Earlier this year, Cullinan Therapeutics said its lead candidate hit the bull's-eye in a midstage cancer trial but stayed mum on the details. Now, the biotech is revealing the results that have prompted the company and partner Taiho Oncology to pursue an accelerated approval.
Twice-daily oral doses of the candidate were tied to an overall objective response rate (ORR) of 35% in patients with pretreated EGFR ex20ins non-small cell lung cancer (NSCLC), while also demonstrating a manageable safety profile, according to a May 22 release. The candidate is a novel EGFR tyrosine kinase inhibitor called zipalertinib.
The data will be shared June 1 at this year’s American Society of Clinical Oncology (ASCO) annual meeting in Chicago.
The drug was tested in the pivotal phase 2b cohort of a phase 1/2 study run in collaboration with Japan’s Taiho Oncology. The open-label trial, dubbed Rezilient1, launched in 2019 and has an estimated enrollment of 280 patients with advanced or metastatic cancer.

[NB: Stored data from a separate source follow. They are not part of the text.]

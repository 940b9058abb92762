use std::sync::Arc;

use async_trait::async_trait;
use uuid::Uuid;

use crate::{
    entities::{message::{Message, MessageInsert}, pagination::Pagination},
    errors::AppError,
    repositories::sqlx_repo::SqlxMessageRepo,
};

#[async_trait]
pub trait MessageRepository: Send + Sync {
    async fn create_message(&self, msg: &MessageInsert) -> Result<Message, AppError>;
    async fn list_messages(&self, pagination: Pagination) -> Result<Vec<Message>, AppError>;
    async fn count_messages(&self) -> Result<i64, AppError>;
    async fn delete_message(&self, id: &Uuid) -> Result<(), AppError>;
}

#[async_trait]
impl<T: MessageRepository + ?Sized> MessageRepository for Arc<T> {
    async fn create_message(&self, msg: &MessageInsert) -> Result<Message, AppError> {
        (**self).create_message(msg).await
    }

    async fn list_messages(&self, pagination: Pagination) -> Result<Vec<Message>, AppError> {
        (**self).list_messages(pagination).await
    }

    async fn count_messages(&self) -> Result<i64, AppError> {
        (**self).count_messages().await
    }

    async fn delete_message(&self, id: &Uuid) -> Result<(), AppError> {
        (**self).delete_message(id).await
    }
}

impl SqlxMessageRepo {
    pub fn new(pool: sqlx::PgPool) -> Self {
        SqlxMessageRepo { pool }
    }
}

#[async_trait]
impl MessageRepository for SqlxMessageRepo {
    async fn create_message(&self, msg: &MessageInsert) -> Result<Message, AppError> {
        let message = sqlx::query_as::<_, Message>(
            r#"
            INSERT INTO messages (name, email, message, created_at)
            VALUES ($1, $2, $3, $4)
            RETURNING *
            "#
        )
        .bind(&msg.name)
        .bind(&msg.email)
        .bind(&msg.message)
        .bind(msg.created_at)
        .fetch_one(&self.pool)
        .await?;

        Ok(message)
    }

    async fn list_messages(&self, pagination: Pagination) -> Result<Vec<Message>, AppError> {
        let messages = sqlx::query_as::<_, Message>(
            "SELECT * FROM messages ORDER BY created_at DESC, seq DESC LIMIT $1 OFFSET $2"
        )
        .bind(pagination.limit as i64)
        .bind(pagination.offset())
        .fetch_all(&self.pool)
        .await?;

        Ok(messages)
    }

    async fn count_messages(&self) -> Result<i64, AppError> {
        let count: i64 = sqlx::query_scalar("SELECT COUNT(*) FROM messages")
            .fetch_one(&self.pool)
            .await?;

        Ok(count)
    }

    async fn delete_message(&self, id: &Uuid) -> Result<(), AppError> {
        let result = sqlx::query("DELETE FROM messages WHERE id = $1")
            .bind(id)
            .execute(&self.pool)
            .await?;

        if result.rows_affected() == 0 {
            return Err(AppError::NotFound("Message not found".into()));
        }

        Ok(())
    }
}
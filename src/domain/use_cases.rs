pub mod message;
pub mod project;
use crate::repositories::sqlx_repo::{SqlxMessageRepo, SqlxProjectRepo};

/// Postgres-backed repositories sharing one connection pool.
#[derive(Clone)]
pub struct SharedRepositories {
    pub project_repo: SqlxProjectRepo,
    pub message_repo: SqlxMessageRepo,
}

impl SharedRepositories {
    pub fn new(pool: sqlx::PgPool) -> Self {
        SharedRepositories {
            project_repo: SqlxProjectRepo::new(pool.clone()),
            message_repo: SqlxMessageRepo::new(pool),
        }
    }
}
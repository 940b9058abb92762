use std::sync::Arc;

use async_trait::async_trait;
use sqlx::PgPool;
use uuid::Uuid;

use crate::{
    entities::project::{Project, ProjectChanges, ProjectInsert},
    errors::AppError,
    repositories::sqlx_repo::SqlxProjectRepo,
};

#[async_trait]
pub trait ProjectRepository: Send + Sync {
    async fn check_connection(&self) -> Result<(), AppError>;
    async fn create_project(&self, project: &ProjectInsert) -> Result<Project, AppError>;
    /// Newest first.
    async fn list_projects(&self) -> Result<Vec<Project>, AppError>;
    async fn get_project_by_id(&self, id: &Uuid) -> Result<Project, AppError>;
    async fn update_project(&self, id: &Uuid, changes: &ProjectChanges) -> Result<Project, AppError>;
    async fn delete_project(&self, id: &Uuid) -> Result<(), AppError>;
}

#[async_trait]
impl<T: ProjectRepository + ?Sized> ProjectRepository for Arc<T> {
    async fn check_connection(&self) -> Result<(), AppError> {
        (**self).check_connection().await
    }

    async fn create_project(&self, project: &ProjectInsert) -> Result<Project, AppError> {
        (**self).create_project(project).await
    }

    async fn list_projects(&self) -> Result<Vec<Project>, AppError> {
        (**self).list_projects().await
    }

    async fn get_project_by_id(&self, id: &Uuid) -> Result<Project, AppError> {
        (**self).get_project_by_id(id).await
    }

    async fn update_project(&self, id: &Uuid, changes: &ProjectChanges) -> Result<Project, AppError> {
        (**self).update_project(id, changes).await
    }

    async fn delete_project(&self, id: &Uuid) -> Result<(), AppError> {
        (**self).delete_project(id).await
    }
}

impl SqlxProjectRepo {
    pub fn new(pool: PgPool) -> Self {
        SqlxProjectRepo { pool }
    }

    async fn project_exists(&self, id: &Uuid) -> Result<bool, AppError> {
        let exists: bool = sqlx::query_scalar("SELECT EXISTS(SELECT 1 FROM projects WHERE id = $1)")
            .bind(id)
            .fetch_one(&self.pool)
            .await?;

        Ok(exists)
    }
}

#[async_trait]
impl ProjectRepository for SqlxProjectRepo {
    async fn check_connection(&self) -> Result<(), AppError> {
        sqlx::query("SELECT 1")
            .execute(&self.pool)
            .await
            .map(|_| ())
            .map_err(AppError::from)
    }

    async fn create_project(&self, project: &ProjectInsert) -> Result<Project, AppError> {
        let created = sqlx::query_as::<_, Project>(
            r#"
            INSERT INTO projects (
                title, description, live_link, github, category,
                technologies, year, image_url, created_at, updated_at
            )
            VALUES ($1, $2, $3, $4, $5, $6, $7, $8, $9, $10)
            RETURNING *
            "#
        )
        .bind(&project.title)
        .bind(&project.description)
        .bind(&project.live_link)
        .bind(&project.github)
        .bind(&project.category)
        .bind(&project.technologies)
        .bind(&project.year)
        .bind(&project.image_url)
        .bind(project.created_at)
        .bind(project.updated_at)
        .fetch_one(&self.pool)
        .await?;

        Ok(created)
    }

    async fn list_projects(&self) -> Result<Vec<Project>, AppError> {
        let projects = sqlx::query_as::<_, Project>(
            "SELECT * FROM projects ORDER BY created_at DESC, seq DESC"
        )
        .fetch_all(&self.pool)
        .await?;

        Ok(projects)
    }

    async fn get_project_by_id(&self, id: &Uuid) -> Result<Project, AppError> {
        sqlx::query_as::<_, Project>("SELECT * FROM projects WHERE id = $1")
            .bind(id)
            .fetch_optional(&self.pool)
            .await?
            .ok_or_else(|| AppError::NotFound("Project not found".into()))
    }

    async fn update_project(&self, id: &Uuid, changes: &ProjectChanges) -> Result<Project, AppError> {
        // COALESCE keeps the stored value for every column left Unchanged
        let updated = sqlx::query_as::<_, Project>(
            r#"
            UPDATE projects SET
                title = COALESCE($1, title),
                description = COALESCE($2, description),
                live_link = COALESCE($3, live_link),
                github = COALESCE($4, github),
                category = COALESCE($5, category),
                technologies = COALESCE($6, technologies),
                year = COALESCE($7, year),
                image_url = COALESCE($8, image_url),
                revision = revision + 1,
                updated_at = NOW()
            WHERE id = $9 AND ($10::INT4 IS NULL OR revision = $10)
            RETURNING *
            "#
        )
        .bind(changes.title.flatten_str())
        .bind(changes.description.flatten_str())
        .bind(changes.live_link.flatten_str())
        .bind(changes.github.flatten_str())
        .bind(changes.category.flatten_str())
        .bind(changes.technologies.flatten_slice())
        .bind(changes.year.flatten_str())
        .bind(changes.image_url.flatten_str())
        .bind(id)
        .bind(changes.expected_revision)
        .fetch_optional(&self.pool)
        .await?;

        match updated {
            Some(project) => Ok(project),
            None if changes.expected_revision.is_some() && self.project_exists(id).await? => {
                Err(AppError::Conflict("Project was modified by another request".into()))
            }
            None => Err(AppError::NotFound("Project not found".into())),
        }
    }

    async fn delete_project(&self, id: &Uuid) -> Result<(), AppError> {
        let result = sqlx::query("DELETE FROM projects WHERE id = $1")
            .bind(id)
            .execute(&self.pool)
            .await?;

        if result.rows_affected() == 0 {
            return Err(AppError::NotFound("Project not found".into()));
        }

        Ok(())
    }
}
use actix_web::{get, web, HttpResponse, Responder};
use humantime::format_duration;
use serde::Serialize;
use std::time::Duration;

use crate::{constants::START_TIME, AppState};

#[derive(Serialize)]
struct HealthCheckResponse {
    status: String,
    uptime: String,
    timestamp: String,
    start_at: String,
    database: String,
    version: String,
}

#[get("/")]
pub async fn home() -> impl Responder {
    HttpResponse::Ok().json(serde_json::json!({
        "message": "Portfolio API is running",
        "status": "Ok",
        "version": env!("CARGO_PKG_VERSION"),
    }))
}

#[get("/health")]
pub async fn health_check(state: web::Data<AppState>) -> impl Responder {
    let now_utc = chrono::Utc::now();
    let uptime_secs = now_utc.signed_duration_since(*START_TIME).num_seconds().max(0) as u64;
    let human_uptime = format_duration(Duration::from_secs(uptime_secs));

    let (status, database) = match state.project_handler.check_storage().await {
        Ok(()) => ("healthy", "OK"),
        Err(e) => {
            tracing::warn!(error = %e, "Health check could not reach the database");
            ("degraded", "Unavailable")
        }
    };

    let response = HealthCheckResponse {
        status: status.to_string(),
        uptime: human_uptime.to_string(),
        timestamp: now_utc.to_rfc3339(),
        start_at: START_TIME.to_rfc3339(),
        database: database.to_string(),
        version: env!("CARGO_PKG_VERSION").to_string(),
    };

    if status == "healthy" {
        HttpResponse::Ok().json(response)
    } else {
        HttpResponse::ServiceUnavailable().json(response)
    }
}
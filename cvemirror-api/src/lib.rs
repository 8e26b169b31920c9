// ---------------------------------------------------------------------------
// REST API server
// ---------------------------------------------------------------------------
//
// Exposes the mirrored CVE data and the sync trigger over HTTP.

pub mod error;
mod routes;
pub mod state;

use std::net::SocketAddr;
use std::sync::Arc;

use state::AppState;

/// Build the axum Router (useful for testing).
pub fn build_router(state: Arc<AppState>) -> axum::Router {
    routes::build_router(state)
}

/// Start the API server and block until shutdown (Ctrl+C).
pub async fn start_server(listen_addr: SocketAddr, state: Arc<AppState>) -> anyhow::Result<()> {
    let app = build_router(state);
    let listener = tokio::net::TcpListener::bind(listen_addr).await?;
    tracing::info!(addr = %listen_addr, "cvemirror API listening");

    axum::serve(listener, app)
        .with_graceful_shutdown(shutdown_signal())
        .await?;

    tracing::info!("API server shut down");
    Ok(())
}

async fn shutdown_signal() {
    tokio::signal::ctrl_c()
        .await
        .expect("failed to install Ctrl+C handler");
    tracing::info!("shutdown signal received");
}
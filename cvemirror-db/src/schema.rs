use crate::error::DbError;

const SCHEMA_SQL: &str = r#"
-- Mirrored CVE records (one row per CVE id, insert-once).
-- The three structured feed fields and the full upstream record are kept
-- as serialized JSON text.
CREATE TABLE IF NOT EXISTS cve_records (
    cve_id              TEXT PRIMARY KEY CHECK (cve_id <> ''),
    description         TEXT NOT NULL,
    published           TEXT NOT NULL,
    last_modified       TEXT NOT NULL,
    cvss_score          REAL NOT NULL DEFAULT 0,
    cvss_vector         TEXT NOT NULL DEFAULT '',
    severity            TEXT NOT NULL DEFAULT '',
    vuln_status         TEXT NOT NULL DEFAULT '',
    references_json     TEXT NOT NULL DEFAULT '[]',
    weaknesses_json     TEXT NOT NULL DEFAULT '[]',
    configurations_json TEXT NOT NULL DEFAULT '[]',
    raw_json            TEXT NOT NULL
);
CREATE INDEX IF NOT EXISTS idx_cve_published ON cve_records(published);
"#;

pub fn initialize(conn: &rusqlite::Connection) -> Result<(), DbError> {
    // WAL before DDL for crash safety during the initial schema creation.
    conn.pragma_update(None, "journal_mode", "WAL")?;
    conn.execute_batch(SCHEMA_SQL)?;
    Ok(())
}
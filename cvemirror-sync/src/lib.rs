pub mod fetch;
pub mod normalize;
pub mod orchestrator;
pub mod types;
pub mod writer;

pub use fetch::{DEFAULT_FEED_URL, FeedSource, FetchError, NvdClient};
pub use normalize::normalize;
pub use orchestrator::{SyncConfig, SyncSummary, run_sync};
pub use types::{FeedCve, FeedDescription, FeedItem, FeedPage};
pub use writer::{WriteOutcome, write_record};
// ---------------------------------------------------------------------------
// Sync orchestration
// ---------------------------------------------------------------------------
//
// One sync pass walks the feed from page 1 until the upstream reports an
// empty page. Every invocation re-walks the whole feed; already-mirrored
// ids resolve to skips, so a pass is idempotent.

use cvemirror_db::CveStore;
use serde::Serialize;
use tokio::sync::Mutex;
use tokio_util::sync::CancellationToken;
use tracing::{error, info, warn};

use crate::fetch::FeedSource;
use crate::normalize::normalize;
use crate::writer::{WriteOutcome, write_record};

/// Settings for a sync pass.
#[derive(Debug, Clone)]
pub struct SyncConfig {
    /// Items requested per feed page (`resultsPerPage`).
    pub page_size: u32,
}

impl Default for SyncConfig {
    fn default() -> Self {
        Self { page_size: 10 }
    }
}

/// Counts reported after a sync pass.
#[derive(Debug, Clone, Default, Serialize)]
pub struct SyncSummary {
    /// Pages fetched successfully, including the final empty page.
    pub pages: u32,
    pub inserted: u64,
    pub skipped: u64,
    /// Records whose insert failed; these never abort their page.
    pub failed: u64,
    /// Why the pass stopped before the feed was exhausted, if it did.
    pub incomplete: Option<String>,
}

impl SyncSummary {
    /// True when the pass reached the end of the feed.
    pub fn is_complete(&self) -> bool {
        self.incomplete.is_none()
    }
}

/// Drive the fetch/normalize/write loop until the feed is exhausted, the
/// fetch fails, or the token is cancelled.
///
/// Fetch failure ends the pass without retry; per-record write failures
/// are logged, counted, and do not touch sibling records.
///
/// The store lock is taken per page and released before the next fetch:
/// the rusqlite connection is `!Sync`, so a borrow of it must never live
/// across an await.
pub async fn run_sync<F: FeedSource + ?Sized>(
    source: &F,
    store: &Mutex<CveStore>,
    config: &SyncConfig,
    cancel: &CancellationToken,
) -> SyncSummary {
    let mut summary = SyncSummary::default();
    let mut page: u32 = 1;

    'pass: loop {
        if cancel.is_cancelled() {
            summary.incomplete = Some("cancelled".into());
            break;
        }

        let items = match source.fetch_page(page, config.page_size).await {
            Ok(items) => items,
            Err(e) => {
                error!(error = %e, page, "feed fetch failed, ending sync pass");
                summary.incomplete = Some(format!("fetch failed on page {page}: {e}"));
                break;
            }
        };
        summary.pages += 1;

        if items.is_empty() {
            info!(pages = summary.pages, "feed exhausted");
            break;
        }

        {
            let store = store.lock().await;
            for item in &items {
                if cancel.is_cancelled() {
                    summary.incomplete = Some("cancelled".into());
                    break 'pass;
                }
                let record = normalize(&item.cve);
                match write_record(&store, &record) {
                    Ok(WriteOutcome::Inserted) => summary.inserted += 1,
                    Ok(WriteOutcome::Skipped) => summary.skipped += 1,
                    Err(e) => {
                        warn!(error = %e, cve_id = %record.cve_id, "failed to store record");
                        summary.failed += 1;
                    }
                }
            }
        }

        page += 1;
    }

    info!(
        pages = summary.pages,
        inserted = summary.inserted,
        skipped = summary.skipped,
        failed = summary.failed,
        complete = summary.is_complete(),
        "sync pass finished"
    );
    summary
}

The overall efficacy population included 176 patients who received at least one dose of 100 mg zipalertinib with at least eight months of follow-up by the December 2024 cutoff. These patients had received a median two prior therapies and 39% had a history of brain metastases.
The pair reported the 35% confirmed ORR with a median duration of response (mDOR) of 8.8 months at 24 months, hitting both of the study’s primary endpoints.
For 125 patients who had previously received platinum-based chemotherapy only, the ORR rose to 40% with a mDOR of 8.8 months, findings that are consistent with the trial’s phase 1/2a results.
Among 30 patients with prior chemo and Johnson & Johnson’s amivantamab (sold as Rybrevant) without the addition of other prior ex20ins-targeted therapy, the ORR was 30% with a mDOR of 14.7 months. This is compared to 51 participants who had received prior chemo and amivantamab—with or without other ex20ins-targeted therapy—in whom the ORR was 24% and the mDOR was 8.5 months.
For 68 patients with brain metastases, the ORR was 31% with a mDOR of 8.3 months.
As for safety, 244 patients who received at least one dose of 100 mg zipalertinib were included in the analysis. The most common treatment-related adverse events (TRAEs) were nail infections called paronychia, occurring in 38.5% of patients, and rash in 30.3% of participants.
Though the majority of TRAEs were classified as grade 1 or 2 events, the most common of the more severe events was anemia, which occurred in 7% of patients, according to the release.
The companies plan to submit an approval application to the FDA in relapsed or refractory EGFR ex20ins NSCLC during the second half of this year, according to a May 8 Cullinan earnings report.
“People living with EGFR ex20ins NSCLC urgently need well-tolerated targeted therapies with durable clinical benefit,” Helena Yu, M.D., thoracic medical oncologist and early drug development specialist at the Memorial Sloan Kettering Cancer Center, said in the May 22 release. “It is encouraging to see a program that can potentially offer a meaningful option for some of the sickest patients with lung cancer. The findings from the REZILIENT1 trial may support zipalertinib as a potential new oral treatment option for patients whose disease progressed after prior therapies.”
Zipalertinib, which was developed by Taiho, has snagged breakthrough therapy designation from the FDA.
Back in 2019, Cullinan joined forces with Taiho to develop the candidate, with Taiho granting the U.S. biotech exclusive ex-Japan rights to zipalertinib. But, a few years later, Cullinan had to return some of the commercial rights to Taiho for $275 million upfront. Taiho elected to claw back rights to more markets, with the two now co-developing the drug in the U.S. and the Otsuka Holdings outfit taking the baton in all other ex-China markets.